TASK REQUIREMENTS —
From the records below, transcribe exactly the lines that begin at the line with "filename src/error.rs" and end at the line with "pub type Result<T>", both included.

DATA SHOWN —
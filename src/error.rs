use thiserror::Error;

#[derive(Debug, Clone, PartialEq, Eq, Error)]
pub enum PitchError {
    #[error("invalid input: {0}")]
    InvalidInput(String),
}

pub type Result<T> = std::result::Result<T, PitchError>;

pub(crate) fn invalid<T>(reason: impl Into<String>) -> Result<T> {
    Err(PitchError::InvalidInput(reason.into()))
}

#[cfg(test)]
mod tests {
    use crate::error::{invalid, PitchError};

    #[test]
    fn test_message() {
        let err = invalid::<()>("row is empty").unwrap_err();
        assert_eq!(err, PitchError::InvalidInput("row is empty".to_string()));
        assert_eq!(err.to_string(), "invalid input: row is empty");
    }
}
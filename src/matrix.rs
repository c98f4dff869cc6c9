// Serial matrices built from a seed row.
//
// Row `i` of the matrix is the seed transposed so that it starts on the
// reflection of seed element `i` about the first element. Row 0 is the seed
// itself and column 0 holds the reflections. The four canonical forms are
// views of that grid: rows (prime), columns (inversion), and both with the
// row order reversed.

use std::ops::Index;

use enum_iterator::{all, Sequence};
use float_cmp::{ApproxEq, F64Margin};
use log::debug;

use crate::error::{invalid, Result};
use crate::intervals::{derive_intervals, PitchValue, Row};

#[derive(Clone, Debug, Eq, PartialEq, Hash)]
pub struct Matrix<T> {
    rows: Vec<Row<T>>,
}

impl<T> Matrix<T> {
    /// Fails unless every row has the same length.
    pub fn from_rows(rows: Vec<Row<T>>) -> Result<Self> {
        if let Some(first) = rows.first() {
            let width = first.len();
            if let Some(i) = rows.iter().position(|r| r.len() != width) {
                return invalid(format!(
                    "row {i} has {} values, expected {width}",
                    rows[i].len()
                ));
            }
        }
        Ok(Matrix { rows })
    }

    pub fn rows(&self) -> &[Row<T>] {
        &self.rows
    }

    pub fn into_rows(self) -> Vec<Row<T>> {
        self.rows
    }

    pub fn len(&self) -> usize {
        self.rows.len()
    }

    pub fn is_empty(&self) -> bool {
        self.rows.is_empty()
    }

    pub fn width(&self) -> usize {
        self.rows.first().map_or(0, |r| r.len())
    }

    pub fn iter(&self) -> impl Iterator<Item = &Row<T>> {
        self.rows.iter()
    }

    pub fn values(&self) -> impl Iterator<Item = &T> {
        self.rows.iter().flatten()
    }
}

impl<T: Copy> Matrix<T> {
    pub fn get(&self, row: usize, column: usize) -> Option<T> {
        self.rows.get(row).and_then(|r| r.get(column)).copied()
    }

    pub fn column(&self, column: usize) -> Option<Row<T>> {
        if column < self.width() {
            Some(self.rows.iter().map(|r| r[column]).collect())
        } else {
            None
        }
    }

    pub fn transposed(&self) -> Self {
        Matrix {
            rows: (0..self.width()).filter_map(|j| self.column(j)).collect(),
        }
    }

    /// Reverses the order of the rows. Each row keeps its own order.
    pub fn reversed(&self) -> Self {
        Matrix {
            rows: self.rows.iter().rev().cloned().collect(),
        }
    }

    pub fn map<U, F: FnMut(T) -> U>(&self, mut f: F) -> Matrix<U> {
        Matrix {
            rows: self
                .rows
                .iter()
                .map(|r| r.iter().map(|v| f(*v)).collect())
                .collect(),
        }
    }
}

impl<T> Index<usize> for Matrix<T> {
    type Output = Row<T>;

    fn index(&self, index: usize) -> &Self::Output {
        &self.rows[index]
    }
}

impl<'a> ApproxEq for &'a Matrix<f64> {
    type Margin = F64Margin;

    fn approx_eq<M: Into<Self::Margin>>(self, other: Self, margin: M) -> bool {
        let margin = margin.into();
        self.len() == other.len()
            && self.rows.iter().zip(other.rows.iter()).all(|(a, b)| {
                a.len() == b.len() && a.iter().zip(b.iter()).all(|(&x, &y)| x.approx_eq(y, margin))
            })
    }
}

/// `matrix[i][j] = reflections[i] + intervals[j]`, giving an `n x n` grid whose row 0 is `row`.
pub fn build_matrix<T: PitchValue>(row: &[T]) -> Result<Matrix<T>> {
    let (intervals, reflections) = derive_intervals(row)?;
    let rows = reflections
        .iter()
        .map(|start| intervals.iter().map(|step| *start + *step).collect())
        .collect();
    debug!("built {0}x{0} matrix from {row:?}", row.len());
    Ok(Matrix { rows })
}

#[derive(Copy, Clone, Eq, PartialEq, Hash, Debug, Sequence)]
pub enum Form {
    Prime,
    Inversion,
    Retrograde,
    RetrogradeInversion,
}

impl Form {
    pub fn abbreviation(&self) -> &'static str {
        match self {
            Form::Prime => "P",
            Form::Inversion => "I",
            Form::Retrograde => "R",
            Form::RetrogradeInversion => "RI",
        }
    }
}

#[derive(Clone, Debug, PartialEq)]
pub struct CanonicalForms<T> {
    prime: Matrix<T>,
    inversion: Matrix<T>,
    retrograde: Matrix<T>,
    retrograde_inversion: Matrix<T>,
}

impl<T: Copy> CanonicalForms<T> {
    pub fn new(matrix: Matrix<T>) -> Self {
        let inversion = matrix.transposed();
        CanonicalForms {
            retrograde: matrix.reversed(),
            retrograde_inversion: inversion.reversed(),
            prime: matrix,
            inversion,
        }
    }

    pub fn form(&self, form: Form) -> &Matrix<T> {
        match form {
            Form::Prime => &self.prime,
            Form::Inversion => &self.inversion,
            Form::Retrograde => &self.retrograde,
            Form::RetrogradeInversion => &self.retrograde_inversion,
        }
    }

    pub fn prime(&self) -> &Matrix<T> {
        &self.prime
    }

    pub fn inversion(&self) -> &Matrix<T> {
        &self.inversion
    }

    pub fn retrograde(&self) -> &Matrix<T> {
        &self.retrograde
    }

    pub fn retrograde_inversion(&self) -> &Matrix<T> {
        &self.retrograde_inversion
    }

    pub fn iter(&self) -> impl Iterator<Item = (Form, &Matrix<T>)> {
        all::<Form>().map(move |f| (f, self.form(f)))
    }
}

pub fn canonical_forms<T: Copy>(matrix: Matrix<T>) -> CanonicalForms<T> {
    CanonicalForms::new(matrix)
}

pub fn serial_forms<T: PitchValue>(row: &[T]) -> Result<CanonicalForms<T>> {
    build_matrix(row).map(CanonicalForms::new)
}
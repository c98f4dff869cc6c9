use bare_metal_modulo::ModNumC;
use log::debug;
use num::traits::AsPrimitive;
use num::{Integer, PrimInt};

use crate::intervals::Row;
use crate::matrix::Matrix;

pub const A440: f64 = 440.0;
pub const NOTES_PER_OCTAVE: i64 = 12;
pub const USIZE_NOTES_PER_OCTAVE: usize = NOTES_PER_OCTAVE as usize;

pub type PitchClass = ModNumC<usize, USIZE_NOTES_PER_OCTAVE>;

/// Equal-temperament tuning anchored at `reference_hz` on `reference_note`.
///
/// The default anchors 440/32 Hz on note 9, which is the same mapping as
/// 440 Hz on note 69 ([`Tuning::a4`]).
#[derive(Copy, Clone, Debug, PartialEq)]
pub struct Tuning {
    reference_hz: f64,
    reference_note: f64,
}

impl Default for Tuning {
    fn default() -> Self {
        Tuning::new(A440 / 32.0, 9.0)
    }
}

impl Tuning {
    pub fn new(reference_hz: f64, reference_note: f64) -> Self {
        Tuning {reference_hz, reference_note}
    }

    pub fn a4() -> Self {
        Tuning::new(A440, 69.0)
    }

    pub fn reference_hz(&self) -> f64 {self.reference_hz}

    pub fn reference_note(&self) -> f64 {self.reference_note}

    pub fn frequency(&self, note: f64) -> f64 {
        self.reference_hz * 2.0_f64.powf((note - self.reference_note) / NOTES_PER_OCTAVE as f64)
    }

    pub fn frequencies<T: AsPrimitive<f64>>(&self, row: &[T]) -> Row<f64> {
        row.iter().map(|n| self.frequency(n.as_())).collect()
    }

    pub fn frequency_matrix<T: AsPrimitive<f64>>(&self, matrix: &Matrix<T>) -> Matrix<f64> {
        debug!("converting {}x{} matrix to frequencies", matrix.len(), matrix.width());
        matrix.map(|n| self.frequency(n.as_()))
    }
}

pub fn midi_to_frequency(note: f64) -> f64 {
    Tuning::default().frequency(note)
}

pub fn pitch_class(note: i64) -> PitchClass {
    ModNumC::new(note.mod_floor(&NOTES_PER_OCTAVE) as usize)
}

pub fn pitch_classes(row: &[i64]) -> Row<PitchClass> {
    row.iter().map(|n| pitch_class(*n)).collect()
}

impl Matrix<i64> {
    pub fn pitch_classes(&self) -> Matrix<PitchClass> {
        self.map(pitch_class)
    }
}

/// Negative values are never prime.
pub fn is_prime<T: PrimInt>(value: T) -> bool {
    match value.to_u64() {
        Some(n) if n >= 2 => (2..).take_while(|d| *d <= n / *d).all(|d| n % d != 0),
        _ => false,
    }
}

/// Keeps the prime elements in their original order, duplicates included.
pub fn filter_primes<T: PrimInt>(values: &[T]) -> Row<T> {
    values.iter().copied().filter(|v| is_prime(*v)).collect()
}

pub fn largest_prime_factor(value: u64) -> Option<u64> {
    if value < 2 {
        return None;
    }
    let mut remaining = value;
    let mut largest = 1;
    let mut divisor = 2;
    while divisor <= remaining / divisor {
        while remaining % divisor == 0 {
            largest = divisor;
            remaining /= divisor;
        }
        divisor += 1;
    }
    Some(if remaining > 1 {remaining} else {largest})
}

* * *

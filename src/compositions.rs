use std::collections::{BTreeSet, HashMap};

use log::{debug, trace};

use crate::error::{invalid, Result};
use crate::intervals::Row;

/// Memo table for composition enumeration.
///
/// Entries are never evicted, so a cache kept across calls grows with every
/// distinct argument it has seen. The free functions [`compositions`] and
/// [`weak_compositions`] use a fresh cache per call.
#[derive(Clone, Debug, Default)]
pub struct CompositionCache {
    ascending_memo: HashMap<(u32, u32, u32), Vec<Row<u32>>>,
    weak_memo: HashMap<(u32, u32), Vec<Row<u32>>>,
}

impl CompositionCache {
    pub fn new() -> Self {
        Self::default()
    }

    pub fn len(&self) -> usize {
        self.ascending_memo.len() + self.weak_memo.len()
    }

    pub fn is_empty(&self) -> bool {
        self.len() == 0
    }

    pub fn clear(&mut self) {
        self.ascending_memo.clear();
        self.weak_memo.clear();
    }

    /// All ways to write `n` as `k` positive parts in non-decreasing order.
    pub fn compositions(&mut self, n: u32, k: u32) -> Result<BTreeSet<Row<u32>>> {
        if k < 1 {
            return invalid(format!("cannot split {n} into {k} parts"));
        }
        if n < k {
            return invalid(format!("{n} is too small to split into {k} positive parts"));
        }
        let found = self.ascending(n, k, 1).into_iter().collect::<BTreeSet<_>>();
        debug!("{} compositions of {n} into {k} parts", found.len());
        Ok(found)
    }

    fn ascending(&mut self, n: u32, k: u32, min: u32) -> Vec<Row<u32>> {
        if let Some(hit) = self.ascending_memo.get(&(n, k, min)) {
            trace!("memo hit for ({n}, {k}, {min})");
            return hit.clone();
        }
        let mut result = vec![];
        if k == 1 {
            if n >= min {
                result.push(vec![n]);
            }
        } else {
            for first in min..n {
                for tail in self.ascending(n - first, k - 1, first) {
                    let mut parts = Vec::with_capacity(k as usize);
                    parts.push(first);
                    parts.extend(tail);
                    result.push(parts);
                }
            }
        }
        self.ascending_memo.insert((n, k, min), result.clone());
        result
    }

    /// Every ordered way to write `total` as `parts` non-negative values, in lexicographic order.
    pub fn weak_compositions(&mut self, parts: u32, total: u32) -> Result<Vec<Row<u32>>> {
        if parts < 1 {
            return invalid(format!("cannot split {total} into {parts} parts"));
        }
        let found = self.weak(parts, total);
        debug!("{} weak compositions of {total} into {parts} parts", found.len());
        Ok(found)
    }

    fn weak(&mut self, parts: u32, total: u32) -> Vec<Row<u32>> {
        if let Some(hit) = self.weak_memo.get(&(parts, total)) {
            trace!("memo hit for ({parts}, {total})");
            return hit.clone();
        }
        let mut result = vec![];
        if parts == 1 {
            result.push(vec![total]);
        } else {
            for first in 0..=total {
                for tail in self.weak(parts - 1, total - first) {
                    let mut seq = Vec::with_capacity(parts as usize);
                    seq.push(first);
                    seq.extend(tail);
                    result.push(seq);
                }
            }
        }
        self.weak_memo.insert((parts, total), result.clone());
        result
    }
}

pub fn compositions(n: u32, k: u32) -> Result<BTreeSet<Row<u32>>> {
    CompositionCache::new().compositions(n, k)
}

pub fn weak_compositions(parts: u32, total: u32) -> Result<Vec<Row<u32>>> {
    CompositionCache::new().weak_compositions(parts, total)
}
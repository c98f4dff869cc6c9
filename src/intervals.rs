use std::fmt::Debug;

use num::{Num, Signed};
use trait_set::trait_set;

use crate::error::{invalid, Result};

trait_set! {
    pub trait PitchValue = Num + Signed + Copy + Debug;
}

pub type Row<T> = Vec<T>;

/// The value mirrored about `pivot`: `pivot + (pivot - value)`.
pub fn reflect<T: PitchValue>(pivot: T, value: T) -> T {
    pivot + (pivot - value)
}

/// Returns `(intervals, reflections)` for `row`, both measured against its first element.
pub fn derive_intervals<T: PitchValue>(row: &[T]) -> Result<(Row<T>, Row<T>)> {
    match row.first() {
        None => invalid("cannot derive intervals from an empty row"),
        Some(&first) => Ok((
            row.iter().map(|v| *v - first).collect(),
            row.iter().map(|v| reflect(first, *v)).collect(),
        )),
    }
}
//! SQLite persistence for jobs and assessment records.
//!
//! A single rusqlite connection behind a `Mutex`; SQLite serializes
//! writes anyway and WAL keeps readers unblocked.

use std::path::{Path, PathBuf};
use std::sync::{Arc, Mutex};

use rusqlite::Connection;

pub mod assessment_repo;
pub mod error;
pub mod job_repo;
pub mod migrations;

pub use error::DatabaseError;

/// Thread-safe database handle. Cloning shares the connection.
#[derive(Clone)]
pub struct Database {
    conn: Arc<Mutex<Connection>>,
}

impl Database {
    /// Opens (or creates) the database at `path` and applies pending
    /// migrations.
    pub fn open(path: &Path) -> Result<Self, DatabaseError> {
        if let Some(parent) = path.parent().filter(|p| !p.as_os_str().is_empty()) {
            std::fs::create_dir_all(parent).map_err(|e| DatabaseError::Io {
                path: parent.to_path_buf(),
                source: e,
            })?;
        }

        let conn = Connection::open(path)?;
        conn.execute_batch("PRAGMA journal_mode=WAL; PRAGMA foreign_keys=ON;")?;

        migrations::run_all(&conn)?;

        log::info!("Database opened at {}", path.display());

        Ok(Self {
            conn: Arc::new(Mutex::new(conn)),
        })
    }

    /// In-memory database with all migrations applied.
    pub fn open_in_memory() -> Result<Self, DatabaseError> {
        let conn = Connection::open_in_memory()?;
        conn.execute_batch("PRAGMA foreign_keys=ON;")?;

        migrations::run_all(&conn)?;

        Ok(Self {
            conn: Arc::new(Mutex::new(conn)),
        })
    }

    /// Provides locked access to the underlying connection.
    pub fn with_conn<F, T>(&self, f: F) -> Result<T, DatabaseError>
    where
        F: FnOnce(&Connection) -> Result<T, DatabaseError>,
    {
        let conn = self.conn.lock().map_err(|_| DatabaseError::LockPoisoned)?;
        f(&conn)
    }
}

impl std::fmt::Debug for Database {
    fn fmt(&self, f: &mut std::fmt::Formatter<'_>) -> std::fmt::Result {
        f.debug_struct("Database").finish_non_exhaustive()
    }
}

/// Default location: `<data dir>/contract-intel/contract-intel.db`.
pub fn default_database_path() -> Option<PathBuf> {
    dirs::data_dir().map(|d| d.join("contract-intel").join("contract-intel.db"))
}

RESULT OF THIS EXERCISE —
filename src/error.rs
use thiserror::Error;

#[derive(Debug, Clone, PartialEq, Eq, Error)]
pub enum PitchError {
    #[error("invalid input: {0}")]
    InvalidInput(String),
}

pub type Result<T> = std::result::Result<T, PitchError>;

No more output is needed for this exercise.